One can show that the second constraint in the optimization given by Eq. 1 is redundant, and it is possible to rewrite the equation in the following equivalent form:

$$\begin{aligned} \begin{aligned}&\hat{\varvec{p}}_\mathrm{iso} = \underset{\varvec{p} \in R^N}{\text {argmin}}&\frac{1}{2} \sum _{i=1}^{N} (p_i-z_i)^2 + \lambda \sum _{i=1}^{N-1} (p_i - p_{i+1}) \nu _i\\&\text {s.t.}&\lambda = +\,\infty , \end{aligned} \end{aligned}$$
(2)

where \(\nu _i = \mathbb {1}(p_i > p_{i+1})\) is the indicator function of ranking violation. Relaxing the equality constraint in the above optimization program leads to a new convex optimization program as follows:

$$\begin{aligned} \begin{aligned}&\hat{\varvec{p}}_{\lambda } = \underset{\varvec{p} \in R^N}{\text {argmin}}&\frac{1}{2} \sum _{i=1}^{N} (p_i-z_i)^2 + \lambda \sum _{i=1}^{N-1} (p_i - p_{i+1})\nu _i, \end{aligned} \end{aligned}$$
(3)

where \(\lambda \) is a positive real number that regulates the trade-off between the monotonicity of the calibrated estimates with the goodness of fit by penalizing adjacent pairs that violate the ordering imposed by the base classifier. The above optimization problem is known as the near-isotonic regression problem [35]. It yields a unique solution \(\hat{\varvec{p}_{\lambda }}\), where the use of the subscript \(\lambda \) emphasizes the dependency of the final solution to the value of \(\lambda \).

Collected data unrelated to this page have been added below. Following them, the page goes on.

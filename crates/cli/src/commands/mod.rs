//! Command implementations.
//!
//! Every command opens the file-backed store, attaches the session from the
//! environment when one is configured, and runs a single operation.

pub mod cart;
pub mod checkout;

use foodcourt_cart::{
    CartApiError, CartConfig, CartStore, CheckoutError, ConfigError, FileStore, HttpCartClient,
    Session,
};
use foodcourt_core::UserId;
use thiserror::Error;

pub type Store = CartStore<FileStore, HttpCartClient>;

/// Errors that can occur while running a command.
#[derive(Debug, Error)]
pub enum CommandError {
    #[error("Configuration error: {0}")]
    Config(#[from] ConfigError),

    #[error("Backend client error: {0}")]
    Client(#[from] CartApiError),

    #[error("Checkout failed: {0}")]
    Checkout(#[from] CheckoutError),

    /// Session variables are incomplete or malformed.
    #[error("Invalid session: {0}")]
    Session(String),

    /// An argument could not be parsed.
    #[error("Invalid argument: {0}")]
    InvalidArgument(String),

    /// The command needs a session but none is configured.
    #[error("Not logged in: set FOODCOURT_ACCESS_TOKEN and FOODCOURT_USER_ID")]
    NotLoggedIn,
}

/// Read the session from `FOODCOURT_ACCESS_TOKEN` and `FOODCOURT_USER_ID`.
///
/// Returns `None` when neither is set.
fn session_from_env() -> Result<Option<Session>, CommandError> {
    let token = std::env::var("FOODCOURT_ACCESS_TOKEN").ok();
    let user_id = std::env::var("FOODCOURT_USER_ID").ok();

    match (token, user_id) {
        (None, None) => Ok(None),
        (Some(token), Some(user_id)) => {
            let user_id: UserId = user_id
                .parse()
                .map_err(|e| CommandError::Session(format!("FOODCOURT_USER_ID: {e}")))?;
            Ok(Some(Session::new(user_id, token)))
        }
        _ => Err(CommandError::Session(
            "FOODCOURT_ACCESS_TOKEN and FOODCOURT_USER_ID must be set together".to_string(),
        )),
    }
}

/// Open the persisted store.
///
/// The session, if any, is returned separately so each command decides
/// whether attaching it should trigger a merge.
fn open_store() -> Result<(Store, Option<Session>), CommandError> {
    let config = CartConfig::from_env()?;
    let session = session_from_env()?;

    tracing::debug!(dir = %config.storage_dir.display(), "Opening cart store");
    let storage = FileStore::new(&config.storage_dir);
    let api = HttpCartClient::new(&config.api)?;

    Ok((CartStore::load(storage, api, config.store), session))
}

/// Open the store with the environment session attached, without merging.
fn open_resumed() -> Result<Store, CommandError> {
    let (mut store, session) = open_store()?;
    if let Some(session) = session {
        store.resume_session(session);
    }
    Ok(store)
}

The entire path of solutions for any value of \(\lambda \) of the near isotonic regression problem can be found using a similar algorithm to PAVA which is called modified pool adjacent violators algorithm (mPAVA) [35]. mPAVA finds the whole solution path in \(O(N \log N)\), and needs O(N) memory space. Briefly, the algorithm works as follows: It starts by constructing N bins, each bin containing a single instance of the train data. Next, it finds the solution path by starting from the saturated fit \(p_i = z_i\), that corresponds to setting \(\lambda = 0\), and then increasing \(\lambda \) iteratively. As the \(\lambda \) increases the calibrated probability estimates \(\hat{\varvec{p}}_{\lambda , i}\), for each bin, will change linearly with respect to \(\lambda \) until the calibrated probability estimates of two consecutive bins attain equal value. At this stage, mPAVA merges the two bins that have the same calibrated estimate to build a larger bin, and it updates their corresponding estimate to a common value. The process continues until there is no change in the solution for a large enough value of \(\lambda \) that corresponds to finding the standard isotonic regression solution. The essential idea of mPAVA is based on a theorem stating that if two adjacent bins are merged on some value of \(\lambda \) to construct a larger bin, then the new bin will never split for all larger values of \(\lambda \) [35].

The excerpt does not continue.